▶ **Records**

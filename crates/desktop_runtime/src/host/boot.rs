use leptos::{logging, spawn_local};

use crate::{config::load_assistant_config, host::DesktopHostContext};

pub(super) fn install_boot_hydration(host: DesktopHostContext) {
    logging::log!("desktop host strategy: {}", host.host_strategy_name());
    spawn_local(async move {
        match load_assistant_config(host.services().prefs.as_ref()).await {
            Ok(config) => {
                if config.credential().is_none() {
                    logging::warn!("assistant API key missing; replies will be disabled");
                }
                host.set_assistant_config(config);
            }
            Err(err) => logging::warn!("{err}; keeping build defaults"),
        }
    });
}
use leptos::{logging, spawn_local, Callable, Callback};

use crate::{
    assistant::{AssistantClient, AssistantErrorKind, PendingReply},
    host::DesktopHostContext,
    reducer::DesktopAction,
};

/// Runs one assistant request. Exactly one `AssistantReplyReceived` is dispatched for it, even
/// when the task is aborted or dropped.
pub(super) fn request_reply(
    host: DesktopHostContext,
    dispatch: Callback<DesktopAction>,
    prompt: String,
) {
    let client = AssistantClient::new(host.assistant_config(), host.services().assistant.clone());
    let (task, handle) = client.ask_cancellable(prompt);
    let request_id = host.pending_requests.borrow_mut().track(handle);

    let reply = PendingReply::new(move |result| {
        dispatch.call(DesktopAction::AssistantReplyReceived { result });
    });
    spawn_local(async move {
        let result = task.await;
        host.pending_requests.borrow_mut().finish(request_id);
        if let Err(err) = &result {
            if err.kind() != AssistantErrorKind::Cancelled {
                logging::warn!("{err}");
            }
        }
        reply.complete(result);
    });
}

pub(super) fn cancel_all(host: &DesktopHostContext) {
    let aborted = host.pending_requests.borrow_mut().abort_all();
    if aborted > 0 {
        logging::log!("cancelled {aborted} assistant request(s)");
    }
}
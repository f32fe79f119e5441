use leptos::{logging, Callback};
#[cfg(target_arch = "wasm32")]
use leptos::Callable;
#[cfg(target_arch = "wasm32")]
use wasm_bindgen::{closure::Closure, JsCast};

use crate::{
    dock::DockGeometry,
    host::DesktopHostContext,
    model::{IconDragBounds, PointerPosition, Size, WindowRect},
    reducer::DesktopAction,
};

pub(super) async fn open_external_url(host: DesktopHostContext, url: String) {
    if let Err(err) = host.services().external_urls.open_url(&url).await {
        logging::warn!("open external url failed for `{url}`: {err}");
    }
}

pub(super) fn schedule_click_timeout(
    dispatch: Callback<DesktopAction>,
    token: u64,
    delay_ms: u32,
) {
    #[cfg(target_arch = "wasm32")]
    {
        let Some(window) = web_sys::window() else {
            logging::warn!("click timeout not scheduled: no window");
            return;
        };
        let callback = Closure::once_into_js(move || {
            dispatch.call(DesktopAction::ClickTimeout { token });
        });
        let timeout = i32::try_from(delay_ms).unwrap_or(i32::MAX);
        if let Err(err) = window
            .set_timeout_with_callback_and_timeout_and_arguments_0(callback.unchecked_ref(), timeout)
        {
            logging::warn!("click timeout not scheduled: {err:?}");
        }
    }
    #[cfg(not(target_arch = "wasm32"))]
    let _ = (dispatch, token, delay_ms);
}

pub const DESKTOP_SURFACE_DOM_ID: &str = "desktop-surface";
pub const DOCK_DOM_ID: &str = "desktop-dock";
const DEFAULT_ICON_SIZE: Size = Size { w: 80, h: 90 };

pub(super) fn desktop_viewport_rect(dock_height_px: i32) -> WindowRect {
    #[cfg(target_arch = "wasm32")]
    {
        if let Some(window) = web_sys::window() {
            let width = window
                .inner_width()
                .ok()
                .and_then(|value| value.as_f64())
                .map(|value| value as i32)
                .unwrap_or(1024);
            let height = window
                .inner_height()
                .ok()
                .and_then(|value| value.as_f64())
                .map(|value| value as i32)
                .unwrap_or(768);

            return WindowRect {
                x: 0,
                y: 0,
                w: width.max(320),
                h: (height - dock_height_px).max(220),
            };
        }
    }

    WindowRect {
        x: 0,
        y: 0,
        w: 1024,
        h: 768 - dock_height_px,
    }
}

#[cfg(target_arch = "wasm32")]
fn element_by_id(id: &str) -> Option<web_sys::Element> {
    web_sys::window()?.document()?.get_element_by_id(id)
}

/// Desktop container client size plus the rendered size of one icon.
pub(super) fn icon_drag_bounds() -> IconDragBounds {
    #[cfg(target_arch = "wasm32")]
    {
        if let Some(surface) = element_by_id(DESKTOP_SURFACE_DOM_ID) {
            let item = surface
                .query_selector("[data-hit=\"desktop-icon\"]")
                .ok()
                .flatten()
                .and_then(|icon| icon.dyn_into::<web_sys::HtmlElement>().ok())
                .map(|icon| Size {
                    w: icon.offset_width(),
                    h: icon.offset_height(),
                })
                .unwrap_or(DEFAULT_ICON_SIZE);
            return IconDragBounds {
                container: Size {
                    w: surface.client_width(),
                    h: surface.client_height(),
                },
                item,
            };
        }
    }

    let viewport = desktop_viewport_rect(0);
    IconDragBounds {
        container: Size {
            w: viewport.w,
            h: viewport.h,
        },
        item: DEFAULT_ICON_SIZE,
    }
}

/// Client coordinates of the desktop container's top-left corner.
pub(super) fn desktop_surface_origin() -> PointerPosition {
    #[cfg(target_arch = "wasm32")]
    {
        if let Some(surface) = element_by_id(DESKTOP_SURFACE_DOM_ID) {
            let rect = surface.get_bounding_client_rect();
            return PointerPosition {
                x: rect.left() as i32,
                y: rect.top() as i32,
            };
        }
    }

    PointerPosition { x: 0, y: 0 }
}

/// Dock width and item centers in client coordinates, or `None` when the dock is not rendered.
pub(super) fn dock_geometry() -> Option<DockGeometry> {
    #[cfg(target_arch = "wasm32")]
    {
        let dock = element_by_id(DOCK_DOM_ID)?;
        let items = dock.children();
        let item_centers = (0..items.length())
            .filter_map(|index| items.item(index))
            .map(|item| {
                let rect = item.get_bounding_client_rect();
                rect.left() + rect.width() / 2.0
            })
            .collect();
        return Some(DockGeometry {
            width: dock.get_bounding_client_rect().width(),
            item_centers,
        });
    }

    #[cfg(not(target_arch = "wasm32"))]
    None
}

==

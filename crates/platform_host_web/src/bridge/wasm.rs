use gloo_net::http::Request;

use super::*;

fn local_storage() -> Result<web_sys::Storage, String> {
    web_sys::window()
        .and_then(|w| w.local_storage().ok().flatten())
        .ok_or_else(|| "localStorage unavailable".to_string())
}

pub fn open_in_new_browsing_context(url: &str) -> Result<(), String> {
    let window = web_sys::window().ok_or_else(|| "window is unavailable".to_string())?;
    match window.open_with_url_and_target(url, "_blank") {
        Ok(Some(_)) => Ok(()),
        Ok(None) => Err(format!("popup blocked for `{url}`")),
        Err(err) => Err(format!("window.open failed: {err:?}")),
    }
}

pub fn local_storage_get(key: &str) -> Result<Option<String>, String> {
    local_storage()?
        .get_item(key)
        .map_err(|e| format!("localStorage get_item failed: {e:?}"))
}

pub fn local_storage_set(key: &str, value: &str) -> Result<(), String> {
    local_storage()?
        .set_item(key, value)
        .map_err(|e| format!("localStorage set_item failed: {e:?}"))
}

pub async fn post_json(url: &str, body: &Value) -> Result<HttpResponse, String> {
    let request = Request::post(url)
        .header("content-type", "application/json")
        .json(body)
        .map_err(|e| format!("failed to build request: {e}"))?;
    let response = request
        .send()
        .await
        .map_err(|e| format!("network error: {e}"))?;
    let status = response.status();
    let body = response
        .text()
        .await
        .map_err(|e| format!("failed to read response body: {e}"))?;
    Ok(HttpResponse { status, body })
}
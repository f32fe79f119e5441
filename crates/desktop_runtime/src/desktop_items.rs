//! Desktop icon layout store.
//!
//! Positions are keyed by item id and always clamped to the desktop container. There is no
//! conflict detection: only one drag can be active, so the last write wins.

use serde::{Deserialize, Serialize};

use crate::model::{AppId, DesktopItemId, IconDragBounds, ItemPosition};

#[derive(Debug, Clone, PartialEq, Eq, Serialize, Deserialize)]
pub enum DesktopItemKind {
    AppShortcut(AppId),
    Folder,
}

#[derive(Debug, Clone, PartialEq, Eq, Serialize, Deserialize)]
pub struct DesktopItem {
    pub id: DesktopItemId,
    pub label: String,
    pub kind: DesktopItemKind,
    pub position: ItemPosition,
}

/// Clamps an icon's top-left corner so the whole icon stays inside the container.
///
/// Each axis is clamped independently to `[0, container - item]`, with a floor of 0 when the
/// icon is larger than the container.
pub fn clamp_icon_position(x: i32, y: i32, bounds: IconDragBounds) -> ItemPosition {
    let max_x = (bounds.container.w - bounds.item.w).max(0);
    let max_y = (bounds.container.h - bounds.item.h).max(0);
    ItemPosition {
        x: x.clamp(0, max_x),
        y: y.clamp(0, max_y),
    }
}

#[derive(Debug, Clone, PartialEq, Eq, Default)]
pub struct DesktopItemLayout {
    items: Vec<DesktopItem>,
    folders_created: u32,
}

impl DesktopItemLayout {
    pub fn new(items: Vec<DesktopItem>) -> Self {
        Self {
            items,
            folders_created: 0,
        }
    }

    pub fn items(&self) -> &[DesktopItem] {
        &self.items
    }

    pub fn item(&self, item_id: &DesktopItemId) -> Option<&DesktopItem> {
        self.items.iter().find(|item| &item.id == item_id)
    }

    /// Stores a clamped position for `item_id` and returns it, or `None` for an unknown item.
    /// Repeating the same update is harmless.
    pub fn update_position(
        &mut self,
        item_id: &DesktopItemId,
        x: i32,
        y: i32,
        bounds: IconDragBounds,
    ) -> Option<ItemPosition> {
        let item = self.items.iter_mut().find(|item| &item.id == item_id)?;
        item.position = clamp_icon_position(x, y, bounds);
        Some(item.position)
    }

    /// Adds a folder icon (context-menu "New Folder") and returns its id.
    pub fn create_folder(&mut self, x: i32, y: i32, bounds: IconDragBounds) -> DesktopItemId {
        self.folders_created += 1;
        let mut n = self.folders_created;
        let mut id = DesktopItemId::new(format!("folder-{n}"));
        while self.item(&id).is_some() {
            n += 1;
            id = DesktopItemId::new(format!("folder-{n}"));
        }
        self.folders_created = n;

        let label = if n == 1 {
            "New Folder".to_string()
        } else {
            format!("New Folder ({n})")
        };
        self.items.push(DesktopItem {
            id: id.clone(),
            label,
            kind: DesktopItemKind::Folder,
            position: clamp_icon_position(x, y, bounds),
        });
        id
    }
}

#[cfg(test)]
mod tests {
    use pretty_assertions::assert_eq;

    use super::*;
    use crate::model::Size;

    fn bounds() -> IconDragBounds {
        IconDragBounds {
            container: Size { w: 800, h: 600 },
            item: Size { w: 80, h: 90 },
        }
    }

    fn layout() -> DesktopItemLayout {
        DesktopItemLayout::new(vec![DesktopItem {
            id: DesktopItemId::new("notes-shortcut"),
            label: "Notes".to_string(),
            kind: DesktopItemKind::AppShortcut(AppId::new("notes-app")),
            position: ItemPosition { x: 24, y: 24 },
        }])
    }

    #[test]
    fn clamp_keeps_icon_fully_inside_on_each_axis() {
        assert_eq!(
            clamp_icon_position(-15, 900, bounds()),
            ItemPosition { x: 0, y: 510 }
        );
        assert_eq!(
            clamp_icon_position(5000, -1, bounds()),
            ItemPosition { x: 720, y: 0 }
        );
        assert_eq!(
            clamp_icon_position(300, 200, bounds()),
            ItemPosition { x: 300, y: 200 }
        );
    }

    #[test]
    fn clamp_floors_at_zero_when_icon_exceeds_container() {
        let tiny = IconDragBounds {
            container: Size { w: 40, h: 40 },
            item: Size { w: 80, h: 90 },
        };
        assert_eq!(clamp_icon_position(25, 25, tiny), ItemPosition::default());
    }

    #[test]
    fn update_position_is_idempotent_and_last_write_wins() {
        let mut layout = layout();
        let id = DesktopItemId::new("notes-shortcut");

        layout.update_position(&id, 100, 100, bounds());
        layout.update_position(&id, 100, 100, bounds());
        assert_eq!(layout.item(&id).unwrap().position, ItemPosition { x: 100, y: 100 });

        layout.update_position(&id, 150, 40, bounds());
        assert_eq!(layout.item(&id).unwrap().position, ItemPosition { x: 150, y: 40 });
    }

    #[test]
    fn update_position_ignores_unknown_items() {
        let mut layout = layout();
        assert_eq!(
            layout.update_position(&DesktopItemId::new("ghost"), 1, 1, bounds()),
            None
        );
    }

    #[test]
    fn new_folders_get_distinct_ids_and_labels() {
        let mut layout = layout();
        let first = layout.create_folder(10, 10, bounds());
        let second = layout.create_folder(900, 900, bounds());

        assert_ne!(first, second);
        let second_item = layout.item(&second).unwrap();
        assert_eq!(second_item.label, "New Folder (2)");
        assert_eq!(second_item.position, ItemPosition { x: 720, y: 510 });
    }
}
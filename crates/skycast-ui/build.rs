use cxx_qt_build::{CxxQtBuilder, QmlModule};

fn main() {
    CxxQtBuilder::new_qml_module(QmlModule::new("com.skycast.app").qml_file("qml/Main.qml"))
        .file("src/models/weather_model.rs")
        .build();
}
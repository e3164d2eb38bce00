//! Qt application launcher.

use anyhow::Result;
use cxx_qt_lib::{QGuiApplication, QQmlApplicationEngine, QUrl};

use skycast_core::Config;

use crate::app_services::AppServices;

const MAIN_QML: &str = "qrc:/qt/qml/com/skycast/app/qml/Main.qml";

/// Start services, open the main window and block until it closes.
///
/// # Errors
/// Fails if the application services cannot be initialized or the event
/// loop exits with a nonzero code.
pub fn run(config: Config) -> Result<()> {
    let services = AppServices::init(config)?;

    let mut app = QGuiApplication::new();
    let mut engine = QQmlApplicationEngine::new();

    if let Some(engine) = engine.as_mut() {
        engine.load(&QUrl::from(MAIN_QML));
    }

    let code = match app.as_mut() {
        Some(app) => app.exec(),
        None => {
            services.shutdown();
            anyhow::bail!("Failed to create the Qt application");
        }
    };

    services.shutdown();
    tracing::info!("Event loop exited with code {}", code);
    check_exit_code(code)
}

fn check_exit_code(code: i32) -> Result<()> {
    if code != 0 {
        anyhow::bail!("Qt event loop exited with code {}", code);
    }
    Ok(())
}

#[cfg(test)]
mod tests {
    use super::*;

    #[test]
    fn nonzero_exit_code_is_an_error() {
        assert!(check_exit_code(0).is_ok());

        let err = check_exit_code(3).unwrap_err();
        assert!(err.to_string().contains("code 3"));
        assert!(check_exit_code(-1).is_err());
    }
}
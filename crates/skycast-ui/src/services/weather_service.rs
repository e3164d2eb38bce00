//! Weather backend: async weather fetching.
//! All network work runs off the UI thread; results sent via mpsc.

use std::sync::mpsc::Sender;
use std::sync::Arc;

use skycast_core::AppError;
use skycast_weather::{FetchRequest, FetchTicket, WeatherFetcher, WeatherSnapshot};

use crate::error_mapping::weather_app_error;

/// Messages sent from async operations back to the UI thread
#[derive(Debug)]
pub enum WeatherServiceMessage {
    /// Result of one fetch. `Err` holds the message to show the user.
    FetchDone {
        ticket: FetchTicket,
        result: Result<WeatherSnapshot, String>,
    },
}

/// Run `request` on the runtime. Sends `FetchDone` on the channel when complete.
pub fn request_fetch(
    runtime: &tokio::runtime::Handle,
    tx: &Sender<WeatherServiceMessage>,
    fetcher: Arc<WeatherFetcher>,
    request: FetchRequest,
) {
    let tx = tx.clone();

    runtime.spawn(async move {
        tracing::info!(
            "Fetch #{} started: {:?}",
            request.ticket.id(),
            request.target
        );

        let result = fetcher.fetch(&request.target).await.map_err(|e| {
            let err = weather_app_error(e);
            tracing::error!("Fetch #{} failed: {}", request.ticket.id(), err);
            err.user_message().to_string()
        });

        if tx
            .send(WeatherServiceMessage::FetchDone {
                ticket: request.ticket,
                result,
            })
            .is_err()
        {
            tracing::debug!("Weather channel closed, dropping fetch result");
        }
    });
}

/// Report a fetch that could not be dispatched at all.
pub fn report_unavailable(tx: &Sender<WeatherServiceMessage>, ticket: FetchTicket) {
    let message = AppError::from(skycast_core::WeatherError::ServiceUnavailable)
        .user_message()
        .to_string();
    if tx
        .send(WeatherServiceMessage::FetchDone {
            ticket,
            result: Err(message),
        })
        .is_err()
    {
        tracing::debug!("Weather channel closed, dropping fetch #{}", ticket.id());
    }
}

* * *

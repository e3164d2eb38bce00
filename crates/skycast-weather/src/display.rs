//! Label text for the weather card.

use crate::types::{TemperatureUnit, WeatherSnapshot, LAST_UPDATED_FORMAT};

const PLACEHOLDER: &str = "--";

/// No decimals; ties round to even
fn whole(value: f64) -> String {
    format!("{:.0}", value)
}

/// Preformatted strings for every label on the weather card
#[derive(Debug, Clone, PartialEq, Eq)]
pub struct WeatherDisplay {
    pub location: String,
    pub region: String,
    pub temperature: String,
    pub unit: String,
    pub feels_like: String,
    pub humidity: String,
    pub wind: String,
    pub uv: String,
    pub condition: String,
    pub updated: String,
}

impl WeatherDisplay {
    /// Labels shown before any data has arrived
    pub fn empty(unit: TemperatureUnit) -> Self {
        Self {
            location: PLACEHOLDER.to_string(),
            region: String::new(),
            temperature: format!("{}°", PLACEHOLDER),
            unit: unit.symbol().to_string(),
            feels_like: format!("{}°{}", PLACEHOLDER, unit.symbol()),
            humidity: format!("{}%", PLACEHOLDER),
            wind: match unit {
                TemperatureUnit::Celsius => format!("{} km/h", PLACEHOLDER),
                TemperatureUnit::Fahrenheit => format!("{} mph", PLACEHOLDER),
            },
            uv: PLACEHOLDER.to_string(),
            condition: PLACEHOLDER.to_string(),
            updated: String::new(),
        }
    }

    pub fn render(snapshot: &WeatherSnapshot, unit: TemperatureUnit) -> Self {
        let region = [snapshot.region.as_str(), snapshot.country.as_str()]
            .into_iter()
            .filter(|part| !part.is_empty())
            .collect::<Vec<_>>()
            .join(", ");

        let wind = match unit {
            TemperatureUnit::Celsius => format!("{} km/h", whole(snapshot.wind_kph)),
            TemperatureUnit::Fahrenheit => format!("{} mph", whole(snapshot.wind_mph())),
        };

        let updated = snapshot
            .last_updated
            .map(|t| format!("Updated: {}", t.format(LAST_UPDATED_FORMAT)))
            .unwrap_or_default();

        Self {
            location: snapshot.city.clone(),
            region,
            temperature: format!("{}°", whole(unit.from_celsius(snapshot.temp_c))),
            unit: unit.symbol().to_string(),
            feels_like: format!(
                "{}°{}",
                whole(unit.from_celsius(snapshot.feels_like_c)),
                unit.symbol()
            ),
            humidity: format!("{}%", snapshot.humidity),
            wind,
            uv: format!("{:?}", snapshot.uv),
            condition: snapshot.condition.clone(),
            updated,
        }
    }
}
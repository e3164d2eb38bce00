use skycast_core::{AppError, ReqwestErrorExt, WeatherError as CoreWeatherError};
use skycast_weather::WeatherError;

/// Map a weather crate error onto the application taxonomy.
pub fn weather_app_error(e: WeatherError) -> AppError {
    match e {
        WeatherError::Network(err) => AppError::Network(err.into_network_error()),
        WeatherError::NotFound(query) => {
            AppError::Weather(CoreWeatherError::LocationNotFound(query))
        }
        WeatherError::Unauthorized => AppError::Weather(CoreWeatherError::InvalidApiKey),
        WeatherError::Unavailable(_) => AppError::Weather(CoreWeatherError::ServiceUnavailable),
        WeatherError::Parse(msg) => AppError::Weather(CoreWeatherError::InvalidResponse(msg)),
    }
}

▶ **Directions**
Using the listing, collect all lines in which the string "AppServices" is found.

▶ **Response**
use crate::app_services::AppServices;
    let services = AppServices::init(config)?;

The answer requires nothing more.